DRIVE, OTT, and Emory University’s general counsel worked together to facilitate molnupiravir’s license from DRIVE to Ridgeback Biotherapeutics in 2020. The Deal Bell rang again – virtually, this time. Ridgeback conducted the first human clinical trials. With the trials showing promise for the treatment of COVID-19, it partnered with Merck, who continued the clinical trials.
“What happened with molnupiravir shows the strength of our system. The federal government funded us initially. We worked hard for many years to discover and develop molnupiravir to anticipate and address emerging infections. In the face of the pandemic, we moved the drug quickly into the hands of biotech, and it quickly got through phase 1.”

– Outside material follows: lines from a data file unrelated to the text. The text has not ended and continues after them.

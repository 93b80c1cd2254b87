//! Image explanation pipeline: hosted vision model first, OCR plus the local
//! expression explainer when the model is unavailable or fails.

use crate::math::{explain_expression, ExpressionFormat};
use crate::ocr::OcrEngine;
use crate::schema::MathImageResponse;
use crate::vision::{extract_latex, ImageTask, VisionModel};
use tracing::{debug, info, warn};

/// Reported confidence when the vision model answered. A fixed heuristic, not
/// a measurement.
pub const VISION_CONFIDENCE: f64 = 0.9;
/// Reported confidence when the OCR fallback answered.
pub const OCR_FALLBACK_CONFIDENCE: f64 = 0.5;

const NO_TEXT_EXPLANATION: &str = "No text could be recognized in the image.";

/// Why the vision model did not produce the answer.
#[derive(Debug, Clone, PartialEq)]
pub enum FallbackReason {
    /// No credential configured; the model was never called.
    Unconfigured,
    PrimaryFailed(String),
}

/// Which path produced the answer.
#[derive(Debug, Clone, PartialEq)]
pub enum AnalysisOutcome {
    PrimarySucceeded {
        text: String,
    },
    FallbackUsed {
        recognized: String,
        explanation: String,
        reason: FallbackReason,
    },
    BothFailed {
        /// `None` if the model was never called.
        primary: Option<String>,
        fallback: String,
    },
}

/// Run the vision model, falling back to OCR.
pub async fn analyze_image(
    vision: Option<&dyn VisionModel>,
    ocr: &dyn OcrEngine,
    task: ImageTask,
    image: &[u8],
    mime_type: &str,
) -> AnalysisOutcome {
    let reason = match vision {
        Some(model) => match model.describe(image, mime_type, task.prompt()).await {
            Ok(text) => {
                info!("{} analyzed by {}", task.label(), model.name());
                return AnalysisOutcome::PrimarySucceeded { text };
            }
            Err(e) => {
                warn!("{} failed for {}, falling back to OCR: {:#}", model.name(), task.label(), e);
                FallbackReason::PrimaryFailed(format!("{:#}", e))
            }
        },
        None => FallbackReason::Unconfigured,
    };

    match ocr.recognize(image).await {
        Ok(output) => {
            info!("{} analyzed by {} fallback", task.label(), ocr.name());
            AnalysisOutcome::FallbackUsed {
                explanation: explain_recognized(task, &output.text),
                recognized: output.text,
                reason,
            }
        }
        Err(e) => {
            warn!("{} fallback failed for {}: {:#}", ocr.name(), task.label(), e);
            AnalysisOutcome::BothFailed {
                primary: match reason {
                    FallbackReason::Unconfigured => None,
                    FallbackReason::PrimaryFailed(message) => Some(message),
                },
                fallback: format!("{:#}", e),
            }
        }
    }
}

fn explain_recognized(task: ImageTask, recognized: &str) -> String {
    if recognized.is_empty() {
        return NO_TEXT_EXPLANATION.to_string();
    }
    let explained = explain_expression(recognized, ExpressionFormat::Latex).explanation;
    match task {
        ImageTask::MathExpression => explained,
        ImageTask::Plot => format!("Text found in the plot: '{}'. {}", recognized, explained),
    }
}

impl AnalysisOutcome {
    /// Shape the outcome into the endpoint's response body.
    pub fn into_response(self, task: ImageTask) -> MathImageResponse {
        match self {
            AnalysisOutcome::PrimarySucceeded { text } => MathImageResponse {
                latex: match task {
                    ImageTask::MathExpression => extract_latex(&text),
                    ImageTask::Plot => None,
                },
                explanation: text,
                confidence: Some(VISION_CONFIDENCE),
                success: true,
                error: None,
            },
            AnalysisOutcome::FallbackUsed {
                recognized,
                explanation,
                reason,
            } => {
                debug!("{} answered by OCR fallback ({:?})", task.label(), reason);
                MathImageResponse {
                    explanation,
                    latex: match task {
                        ImageTask::MathExpression if !recognized.is_empty() => Some(recognized),
                        _ => None,
                    },
                    confidence: Some(OCR_FALLBACK_CONFIDENCE),
                    success: true,
                    error: None,
                }
            }
            AnalysisOutcome::BothFailed { primary, fallback } => MathImageResponse {
                explanation: String::new(),
                latex: None,
                confidence: None,
                success: false,
                error: Some(match primary {
                    Some(primary) => format!(
                        "Vision model failed ({}); OCR fallback failed ({})",
                        primary, fallback
                    ),
                    None => format!("OCR processing failed: {}", fallback),
                }),
            },
        }
    }
}

#[cfg(test)]
pub(crate) mod tests {
    use super::*;
    use crate::ocr::OcrOutput;
    use std::sync::atomic::{AtomicUsize, Ordering};

    /// OCR engine returning fixed text, or failing when `text` is `None`.
    pub struct FakeOcr {
        pub text: Option<String>,
        pub confidence: Option<f64>,
        pub calls: AtomicUsize,
    }

    impl FakeOcr {
        pub fn returning(text: &str) -> Self {
            Self {
                text: Some(text.to_string()),
                confidence: Some(0.87),
                calls: AtomicUsize::new(0),
            }
        }

        pub fn failing() -> Self {
            Self {
                text: None,
                confidence: None,
                calls: AtomicUsize::new(0),
            }
        }
    }

    #[async_trait::async_trait]
    impl OcrEngine for FakeOcr {
        fn name(&self) -> &str {
            "fake-ocr"
        }

        async fn recognize(&self, _image: &[u8]) -> anyhow::Result<OcrOutput> {
            self.calls.fetch_add(1, Ordering::SeqCst);
            match &self.text {
                Some(text) => Ok(OcrOutput {
                    text: text.clone(),
                    confidence: self.confidence,
                }),
                None => anyhow::bail!("engine crashed"),
            }
        }
    }

    /// Vision model returning a fixed answer, or failing when `answer` is `None`.
    pub struct FakeVision {
        pub answer: Option<String>,
        pub calls: AtomicUsize,
    }

    impl FakeVision {
        pub fn returning(answer: &str) -> Self {
            Self {
                answer: Some(answer.to_string()),
                calls: AtomicUsize::new(0),
            }
        }

        pub fn failing() -> Self {
            Self {
                answer: None,
                calls: AtomicUsize::new(0),
            }
        }
    }

    #[async_trait::async_trait]
    impl VisionModel for FakeVision {
        fn name(&self) -> &str {
            "fake-vision"
        }

        async fn describe(&self, _image: &[u8], _mime: &str, _prompt: &str) -> anyhow::Result<String> {
            self.calls.fetch_add(1, Ordering::SeqCst);
            match &self.answer {
                Some(answer) => Ok(answer.clone()),
                None => anyhow::bail!("quota exceeded"),
            }
        }
    }

    #[tokio::test]
    async fn test_primary_success_skips_ocr() {
        let vision = FakeVision::returning("Area of a circle.\nLaTeX: A = \\pi r^2");
        let ocr = FakeOcr::returning("unused");

        let outcome =
            analyze_image(Some(&vision), &ocr, ImageTask::MathExpression, b"img", "image/png").await;

        assert!(matches!(outcome, AnalysisOutcome::PrimarySucceeded { .. }));
        assert_eq!(ocr.calls.load(Ordering::SeqCst), 0);

        let response = outcome.into_response(ImageTask::MathExpression);
        assert!(response.success);
        assert_eq!(response.latex.as_deref(), Some("A = \\pi r^2"));
        assert_eq!(response.confidence, Some(VISION_CONFIDENCE));
        assert!(response.explanation.starts_with("Area of a circle."));
    }

    #[tokio::test]
    async fn test_plot_success_has_no_latex() {
        let vision = FakeVision::returning("A line graph. LaTeX: y = 2x");
        let ocr = FakeOcr::returning("unused");

        let response = analyze_image(Some(&vision), &ocr, ImageTask::Plot, b"img", "image/png")
            .await
            .into_response(ImageTask::Plot);

        assert!(response.success);
        assert_eq!(response.latex, None);
    }

    #[tokio::test]
    async fn test_unconfigured_uses_ocr() {
        let ocr = FakeOcr::returning("x^{2}");

        let outcome = analyze_image(None, &ocr, ImageTask::MathExpression, b"img", "image/png").await;

        assert_eq!(
            outcome,
            AnalysisOutcome::FallbackUsed {
                recognized: "x^{2}".to_string(),
                explanation: "This represents x raised to the power of 2".to_string(),
                reason: FallbackReason::Unconfigured,
            }
        );

        let response = outcome.into_response(ImageTask::MathExpression);
        assert!(response.success);
        assert_eq!(response.latex.as_deref(), Some("x^{2}"));
        assert_eq!(response.confidence, Some(OCR_FALLBACK_CONFIDENCE));
        assert_eq!(response.error, None);
    }

    #[tokio::test]
    async fn test_primary_failure_uses_ocr() {
        let vision = FakeVision::failing();
        let ocr = FakeOcr::returning("a + b");

        let outcome =
            analyze_image(Some(&vision), &ocr, ImageTask::MathExpression, b"img", "image/png").await;

        match outcome {
            AnalysisOutcome::FallbackUsed { reason, explanation, .. } => {
                assert_eq!(
                    reason,
                    FallbackReason::PrimaryFailed("quota exceeded".to_string())
                );
                assert_eq!(explanation, "This is an addition of the terms: a, b");
            }
            other => panic!("unexpected outcome: {:?}", other),
        }
        assert_eq!(vision.calls.load(Ordering::SeqCst), 1);
        assert_eq!(ocr.calls.load(Ordering::SeqCst), 1);
    }

    #[tokio::test]
    async fn test_plot_fallback_mentions_recognized_text() {
        let ocr = FakeOcr::returning("sin(t)");
        let response = analyze_image(None, &ocr, ImageTask::Plot, b"img", "image/png")
            .await
            .into_response(ImageTask::Plot);

        assert_eq!(
            response.explanation,
            "Text found in the plot: 'sin(t)'. This is the sin function applied to t"
        );
        assert_eq!(response.latex, None);
    }

    #[tokio::test]
    async fn test_empty_ocr_text() {
        let ocr = FakeOcr::returning("");
        let response = analyze_image(None, &ocr, ImageTask::MathExpression, b"img", "image/png")
            .await
            .into_response(ImageTask::MathExpression);

        assert!(response.success);
        assert_eq!(response.explanation, NO_TEXT_EXPLANATION);
        assert_eq!(response.latex, None);
    }

    #[tokio::test]
    async fn test_both_failed() {
        let vision = FakeVision::failing();
        let ocr = FakeOcr::failing();

        let outcome =
            analyze_image(Some(&vision), &ocr, ImageTask::MathExpression, b"img", "image/png").await;
        assert_eq!(
            outcome,
            AnalysisOutcome::BothFailed {
                primary: Some("quota exceeded".to_string()),
                fallback: "engine crashed".to_string(),
            }
        );

        let response = outcome.into_response(ImageTask::MathExpression);
        assert!(!response.success);
        assert!(response.explanation.is_empty());
        assert_eq!(
            response.error.as_deref(),
            Some("Vision model failed (quota exceeded); OCR fallback failed (engine crashed)")
        );
    }

    #[tokio::test]
    async fn test_ocr_failure_without_vision() {
        let ocr = FakeOcr::failing();
        let response = analyze_image(None, &ocr, ImageTask::Plot, b"img", "image/png")
            .await
            .into_response(ImageTask::Plot);

        assert!(!response.success);
        assert_eq!(
            response.error.as_deref(),
            Some("OCR processing failed: engine crashed")
        );
    }
}
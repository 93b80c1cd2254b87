//! OCR engine abstraction.
//!
//! Defines the [`OcrEngine`] trait so the HTTP layer and the image analysis
//! pipeline do not care which backend recognizes the text.

pub mod tesseract;

use anyhow::{Context, Result};
use std::io::Cursor;

pub use tesseract::TesseractEngine;

/// Text recognized in one image.
#[derive(Debug, Clone, PartialEq)]
pub struct OcrOutput {
    /// Recognized text with surrounding whitespace stripped. May be empty.
    pub text: String,
    /// Mean word confidence in `[0, 1]`, if the engine reported any.
    pub confidence: Option<f64>,
}

/// Async trait implemented by each OCR backend.
#[async_trait::async_trait]
pub trait OcrEngine: Send + Sync {
    fn name(&self) -> &str;
    async fn recognize(&self, image: &[u8]) -> Result<OcrOutput>;
}

/// Decode an image in any supported format and re-encode it as a
/// single-channel PNG.
pub fn to_grayscale_png(image: &[u8]) -> Result<Vec<u8>> {
    let decoded = image::load_from_memory(image).context("Failed to decode image")?;
    let gray = image::DynamicImage::ImageLuma8(decoded.to_luma8());

    let mut png = Vec::new();
    gray.write_to(&mut Cursor::new(&mut png), image::ImageOutputFormat::Png)
        .context("Failed to encode grayscale image")?;
    Ok(png)
}
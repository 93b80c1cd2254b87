//! Process-wide configuration.
//!
//! Read once at startup from the environment (after `.env` is loaded) and shared
//! read-only with every handler through the router state.

use anyhow::{Context, Result};
use std::fmt;

const DEFAULT_HOST: &str = "0.0.0.0";
const DEFAULT_PORT: u16 = 8000;
const DEFAULT_TESSERACT_CMD: &str = "tesseract";
const DEFAULT_GEMINI_MODEL: &str = "gemini-2.0-flash";
const DEFAULT_MAX_UPLOAD_MB: usize = 100;

/// Service configuration.
#[derive(Clone)]
pub struct AppConfig {
    pub host: String,
    pub port: u16,
    /// Verbose logging and error traces in 500 responses.
    pub debug: bool,
    /// Path (or name on `PATH`) of the tesseract binary.
    pub tesseract_cmd: String,
    /// Absent disables the vision model; image endpoints then always use OCR.
    pub google_api_key: Option<String>,
    pub gemini_model: String,
    pub max_upload_bytes: usize,
}

impl AppConfig {
    /// Build the config from process environment variables.
    pub fn from_env() -> Result<Self> {
        Self::from_lookup(|key| std::env::var(key).ok())
    }

    /// Build the config from an arbitrary key lookup.
    pub fn from_lookup<F>(lookup: F) -> Result<Self>
    where
        F: Fn(&str) -> Option<String>,
    {
        let var = |key: &str| {
            lookup(key)
                .map(|v| v.trim().to_string())
                .filter(|v| !v.is_empty())
        };

        let port = match var("PORT") {
            Some(raw) => raw
                .parse::<u16>()
                .with_context(|| format!("PORT must be a port number, got '{}'", raw))?,
            None => DEFAULT_PORT,
        };

        let max_upload_mb = match var("MAX_UPLOAD_MB") {
            Some(raw) => raw
                .parse::<usize>()
                .with_context(|| format!("MAX_UPLOAD_MB must be an integer, got '{}'", raw))?,
            None => DEFAULT_MAX_UPLOAD_MB,
        };
        let max_upload_bytes = max_upload_mb
            .checked_mul(1024 * 1024)
            .with_context(|| format!("MAX_UPLOAD_MB is too large: {}", max_upload_mb))?;

        Ok(Self {
            host: var("HOST").unwrap_or_else(|| DEFAULT_HOST.to_string()),
            port,
            debug: var("DEBUG").map(|v| parse_flag(&v)).unwrap_or(false),
            tesseract_cmd: var("TESSERACT_CMD")
                .unwrap_or_else(|| DEFAULT_TESSERACT_CMD.to_string()),
            google_api_key: var("GOOGLE_API_KEY"),
            gemini_model: var("GEMINI_MODEL").unwrap_or_else(|| DEFAULT_GEMINI_MODEL.to_string()),
            max_upload_bytes,
        })
    }

    /// `host:port` string for the listener.
    pub fn bind_addr(&self) -> String {
        format!("{}:{}", self.host, self.port)
    }

    pub fn vision_enabled(&self) -> bool {
        self.google_api_key.is_some()
    }
}

impl Default for AppConfig {
    fn default() -> Self {
        Self {
            host: DEFAULT_HOST.to_string(),
            port: DEFAULT_PORT,
            debug: false,
            tesseract_cmd: DEFAULT_TESSERACT_CMD.to_string(),
            google_api_key: None,
            gemini_model: DEFAULT_GEMINI_MODEL.to_string(),
            max_upload_bytes: DEFAULT_MAX_UPLOAD_MB * 1024 * 1024,
        }
    }
}

// Keeps the API key out of logs.
impl fmt::Debug for AppConfig {
    fn fmt(&self, f: &mut fmt::Formatter<'_>) -> fmt::Result {
        f.debug_struct("AppConfig")
            .field("host", &self.host)
            .field("port", &self.port)
            .field("debug", &self.debug)
            .field("tesseract_cmd", &self.tesseract_cmd)
            .field(
                "google_api_key",
                &self.google_api_key.as_ref().map(|_| "<redacted>"),
            )
            .field("gemini_model", &self.gemini_model)
            .field("max_upload_bytes", &self.max_upload_bytes)
            .finish()
    }
}

fn parse_flag(value: &str) -> bool {
    matches!(
        value.to_lowercase().as_str(),
        "true" | "1" | "t" | "yes" | "y"
    )
}

#[cfg(test)]
mod tests {
    use super::*;
    use std::collections::HashMap;

    fn config_from(pairs: &[(&str, &str)]) -> Result<AppConfig> {
        let map: HashMap<String, String> = pairs
            .iter()
            .map(|(k, v)| (k.to_string(), v.to_string()))
            .collect();
        AppConfig::from_lookup(|key| map.get(key).cloned())
    }

    #[test]
    fn test_defaults() {
        let config = config_from(&[]).unwrap();
        assert_eq!(config.bind_addr(), "0.0.0.0:8000");
        assert!(!config.debug);
        assert_eq!(config.tesseract_cmd, "tesseract");
        assert!(config.google_api_key.is_none());
        assert!(!config.vision_enabled());
        assert_eq!(config.max_upload_bytes, 100 * 1024 * 1024);
    }

    #[test]
    fn test_overrides() {
        let config = config_from(&[
            ("HOST", "127.0.0.1"),
            ("PORT", "9000"),
            ("DEBUG", "Yes"),
            ("TESSERACT_CMD", "/opt/tesseract/bin/tesseract"),
            ("GOOGLE_API_KEY", "secret-key"),
            ("MAX_UPLOAD_MB", "5"),
        ])
        .unwrap();

        assert_eq!(config.bind_addr(), "127.0.0.1:9000");
        assert!(config.debug);
        assert_eq!(config.tesseract_cmd, "/opt/tesseract/bin/tesseract");
        assert!(config.vision_enabled());
        assert_eq!(config.max_upload_bytes, 5 * 1024 * 1024);
    }

    #[test]
    fn test_debug_flag_values() {
        for value in ["true", "1", "T", "y", "YES"] {
            assert!(config_from(&[("DEBUG", value)]).unwrap().debug, "{}", value);
        }
        for value in ["false", "0", "no", "off"] {
            assert!(!config_from(&[("DEBUG", value)]).unwrap().debug, "{}", value);
        }
    }

    #[test]
    fn test_empty_api_key_disables_vision() {
        let config = config_from(&[("GOOGLE_API_KEY", "  ")]).unwrap();
        assert!(!config.vision_enabled());
    }

    #[test]
    fn test_invalid_port_is_rejected() {
        assert!(config_from(&[("PORT", "eighty")]).is_err());
    }

    #[test]
    fn test_oversized_upload_limit_is_rejected() {
        let huge = usize::MAX.to_string();
        let err = config_from(&[("MAX_UPLOAD_MB", huge.as_str())]).unwrap_err();
        assert!(err.to_string().contains("MAX_UPLOAD_MB is too large"));
    }

    #[test]
    fn test_debug_output_redacts_key() {
        let config = config_from(&[("GOOGLE_API_KEY", "secret-key")]).unwrap();
        let rendered = format!("{:?}", config);
        assert!(!rendered.contains("secret-key"));
        assert!(rendered.contains("<redacted>"));
    }
}
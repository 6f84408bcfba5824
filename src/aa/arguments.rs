use super::FrameworkError;
use std::collections::HashMap;
use std::fmt::Debug;
use std::fmt::Display;
use std::hash::Hash;

/// The trait for argument labels.
///
/// Arguments may be labeled by any type implementing some traits.
/// This trait is used to combine them.
pub trait LabelType: Clone + Debug + Display + Eq + Hash {}
impl<T: Clone + Debug + Display + Eq + Hash> LabelType for T {}

/// Handles a single argument.
///
/// Each argument has a label and an identifier which is unique in an argument set.
/// Identifiers are given in insertion order, starting at zero.
/// An argument may carry a free-text metadata, which is never read by the semantics solvers.
///
/// Arguments are built by [`ArgumentSet`] objects.
#[derive(Clone, Debug, PartialEq, Eq)]
pub struct Argument<T: LabelType> {
    id: usize,
    label: T,
    metadata: Option<String>,
}

impl<T> Argument<T>
where
    T: LabelType,
{
    /// Returns the label of the argument.
    ///
    /// Example
    ///
    /// ```
    /// # use dungsem::aa::{Argument, LabelType};
    /// fn describe_argument<T: LabelType>(a: &Argument<T>) {
    ///     println!("argument with id {} has the label {}", a.id(), a.label());
    /// }
    /// ```
    pub fn label(&self) -> &T {
        &self.label
    }

    /// Returns the id of the argument.
    pub fn id(&self) -> usize {
        self.id
    }

    /// Returns the metadata attached to the argument, if any.
    pub fn metadata(&self) -> Option<&str> {
        self.metadata.as_deref()
    }
}

impl<T> Display for Argument<T>
where
    T: LabelType,
{
    fn fmt(&self, f: &mut std::fmt::Formatter<'_>) -> std::fmt::Result {
        write!(f, "{}", self.label)
    }
}

/// Handles the set of arguments of an AA framework.
///
/// Argument sets only grow: an argument cannot be removed once it has been added.
/// As a consequence, the identifiers of the arguments are exactly the integers from `0` to `len() - 1`.
pub struct ArgumentSet<T>
where
    T: LabelType,
{
    arguments: Vec<Argument<T>>,
    label_to_id: HashMap<T, usize>,
}

impl<T> Default for ArgumentSet<T>
where
    T: LabelType,
{
    fn default() -> Self {
        ArgumentSet {
            arguments: vec![],
            label_to_id: HashMap::new(),
        }
    }
}

impl<T> ArgumentSet<T>
where
    T: LabelType,
{
    /// Builds a new argument set given the labels of the arguments.
    ///
    /// Each argument will be assigned an id equal to its index in the provided slice of argument labels.
    /// If a label appears multiple times, the first occurrence is the only one that is considered.
    ///
    /// # Example
    ///
    /// ```
    /// # use dungsem::aa::ArgumentSet;
    /// let labels = vec!["a", "b", "c"];
    /// let arguments = ArgumentSet::new_with_labels(&labels);
    /// assert_eq!(3, arguments.len());
    /// ```
    pub fn new_with_labels(labels: &[T]) -> Self {
        let mut argument_set = ArgumentSet {
            arguments: Vec::with_capacity(labels.len()),
            label_to_id: HashMap::with_capacity(labels.len()),
        };
        labels.iter().for_each(|l| {
            let _ = argument_set.new_argument(l.clone(), None);
        });
        argument_set.arguments.shrink_to_fit();
        argument_set.label_to_id.shrink_to_fit();
        argument_set
    }

    /// Adds a new argument to this set and returns its id.
    ///
    /// The id of the new argument is the number of arguments defined before it.
    /// If an argument with the same label is already defined, an error is returned and the set is left unchanged.
    pub fn new_argument(
        &mut self,
        label: T,
        metadata: Option<String>,
    ) -> Result<usize, FrameworkError> {
        if self.label_to_id.contains_key(&label) {
            return Err(FrameworkError::DuplicateArgument(label.to_string()));
        }
        let id = self.arguments.len();
        self.label_to_id.insert(label.clone(), id);
        self.arguments.push(Argument {
            id,
            label,
            metadata,
        });
        Ok(id)
    }

    /// Returns the number of arguments in the set.
    pub fn len(&self) -> usize {
        self.arguments.len()
    }

    /// Returns `true` iff the set has no argument.
    ///
    /// # Example
    ///
    /// ```
    /// # use dungsem::aa::ArgumentSet;
    /// let arguments = ArgumentSet::new_with_labels(&["a"]);
    /// assert!(!arguments.is_empty());
    /// ```
    pub fn is_empty(&self) -> bool {
        self.arguments.is_empty()
    }

    /// Returns the unique index associated to an argument label.
    ///
    /// If no such label exists, an error is returned.
    ///
    /// # Example
    ///
    /// ```
    /// # use dungsem::aa::ArgumentSet;
    /// let labels = vec!["a", "b", "c"];
    /// let arguments = ArgumentSet::new_with_labels(&labels);
    /// assert_eq!(0, arguments.get_argument_index(&labels[0]).unwrap());
    /// assert_eq!(2, arguments.get_argument_index(&labels[2]).unwrap());
    /// assert!(arguments.get_argument_index(&"d").is_err());
    /// ```
    pub fn get_argument_index(&self, label: &T) -> Result<usize, FrameworkError> {
        self.label_to_id
            .get(label)
            .copied()
            .ok_or_else(|| FrameworkError::UnknownArgument(label.to_string()))
    }

    /// Returns the argument associated to an argument label.
    pub fn get_argument(&self, label: &T) -> Result<&Argument<T>, FrameworkError> {
        self.get_argument_index(label)
            .map(|i| &self.arguments[i])
    }

    /// Returns the argument with the corresponding id.
    ///
    /// # Panics
    ///
    /// Panics if no argument has such id.
    pub fn get_argument_by_id(&self, id: usize) -> &Argument<T> {
        &self.arguments[id]
    }

    /// Returns an iterator to the arguments, in increasing id order.
    ///
    /// # Example
    ///
    /// ```
    /// # use dungsem::aa::ArgumentSet;
    /// let arguments = ArgumentSet::new_with_labels(&["a", "b", "c"]);
    /// assert_eq!(3, arguments.iter().count());
    /// ```
    pub fn iter(&self) -> impl Iterator<Item = &Argument<T>> + '_ {
        self.arguments.iter()
    }
}

#[cfg(test)]
mod tests {
    use super::*;

    #[test]
    fn test_new_with_labels() {
        let arg_labels = vec!["a".to_string(), "b".to_string(), "c".to_string()];
        let args = ArgumentSet::new_with_labels(&arg_labels);
        assert_eq!(3, args.label_to_id.len());
        assert_eq!(3, args.len());
        assert!(!args.is_empty());
        for (i, a) in args.arguments.iter().enumerate() {
            assert_eq!(i, a.id);
            assert_eq!(arg_labels[i], a.label);
            assert!(a.metadata().is_none());
        }
    }

    #[test]
    fn test_new_with_empty_labels() {
        let args = ArgumentSet::new_with_labels(&[] as &[String]);
        assert_eq!(0, args.len());
        assert!(args.is_empty());
    }

    #[test]
    fn test_new_repeated_labels() {
        let arg_labels = vec!["a".to_string(), "b".to_string(), "a".to_string()];
        let args = ArgumentSet::new_with_labels(&arg_labels);
        assert_eq!(2, args.len());
    }

    #[test]
    fn test_iter_order() {
        let arg_labels = vec!["c".to_string(), "a".to_string(), "b".to_string()];
        let args = ArgumentSet::new_with_labels(&arg_labels);
        let iter_labels = args
            .iter()
            .map(|a| a.label().clone())
            .collect::<Vec<String>>();
        assert_eq!(arg_labels, iter_labels);
    }

    #[test]
    fn test_get_argument() {
        let arguments = ArgumentSet::new_with_labels(&["a", "b", "c"]);
        assert_eq!(1, arguments.get_argument(&"b").unwrap().id());
        assert_eq!(
            FrameworkError::UnknownArgument("d".to_string()),
            arguments.get_argument(&"d").unwrap_err()
        );
    }

    #[test]
    fn test_add_arguments() {
        let mut args = ArgumentSet::new_with_labels(&["a".to_string(), "b".to_string()]);
        assert_eq!(2, args.new_argument("c".to_string(), None).unwrap());
        assert_eq!(
            FrameworkError::DuplicateArgument("c".to_string()),
            args.new_argument("c".to_string(), None).unwrap_err()
        );
        assert_eq!(3, args.len());
        assert_eq!(2, args.get_argument(&"c".to_string()).unwrap().id())
    }

    #[test]
    fn test_metadata() {
        let mut args = ArgumentSet::default();
        args.new_argument("a", Some("a claim".to_string())).unwrap();
        assert_eq!(Some("a claim"), args.get_argument(&"a").unwrap().metadata());
        assert_eq!("a", format!("{}", args.get_argument_by_id(0)));
    }
}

In November 2021, molnupiravir was approved for use for at-risk patients in the United Kingdom, making it one of the world’s first approved oral medications for treating COVID-19. Just over a month later, the U.S. Food & Drug Administration granted Emergency Use Authorization for molnupiravir as a “treatment of mild-to-moderate coronavirus disease (COVID-19) in adults with positive results of direct SARS-CoV-2 viral testing.” Molnupiravir was DRIVE’s first drug to make it to market.
Molnupiravir wasn’t a first line of defense: The drug was authorized for use in patients with a high risk of the disease escalating in severity, resulting in hospitalization or death. Additionally, the FDA’s conditional authorization specified the drug should be used by patients for whom alternative approved treatments were not feasible.
Thinking beyond COVID-19
And effective it was: In additional clinical trials, data indicated that molnupiravir eliminated infectious coronavirus from nose swabs within five days as compared to the placebo group.
When he spoke to Dean Li, MD, PhD, president of Merck Research Laboratories, and found that molnupiravir could help treat COVID-19 patients at high risk for severe disease, Painter began to weep.
“It was a little overwhelming, to tell the truth,” said Painter.
In addition to its strength, molnupiravir is also practical. It’s a small red pill you can swallow – not a shot you get intravenously – which means it’s a more attractive option for those averse to needles. It also can be distributed easily, as it has no specific transportation requirements and can be provided as a pill in an outpatient setting.
Painter, his team, and more Emory researchers aren’t done developing treatments that tackle the world’s health problems. Currently, these dedicated Emory scientists are preparing for the future by studying it as a treatment for other infectious diseases like encephalitis, influenza, and other RNA viruses.
While molnupiravir – now called Lagevrio, the brand name from Merck – continues to help at-risk COVID-19 patients, revenue from the drug is being reinvested back into the Emory innovation ecosystem. The funds help DRIVE continue its mission of translating academic research into drugs that treat viral diseases, and it goes to various schools within Emory to train and educate the next generation of drug developers.
“Our continuing mission is to search for other antiviral agents that are usable by the general public to address other tough diseases,” said Painter. “So, we are on it. That’s our job.”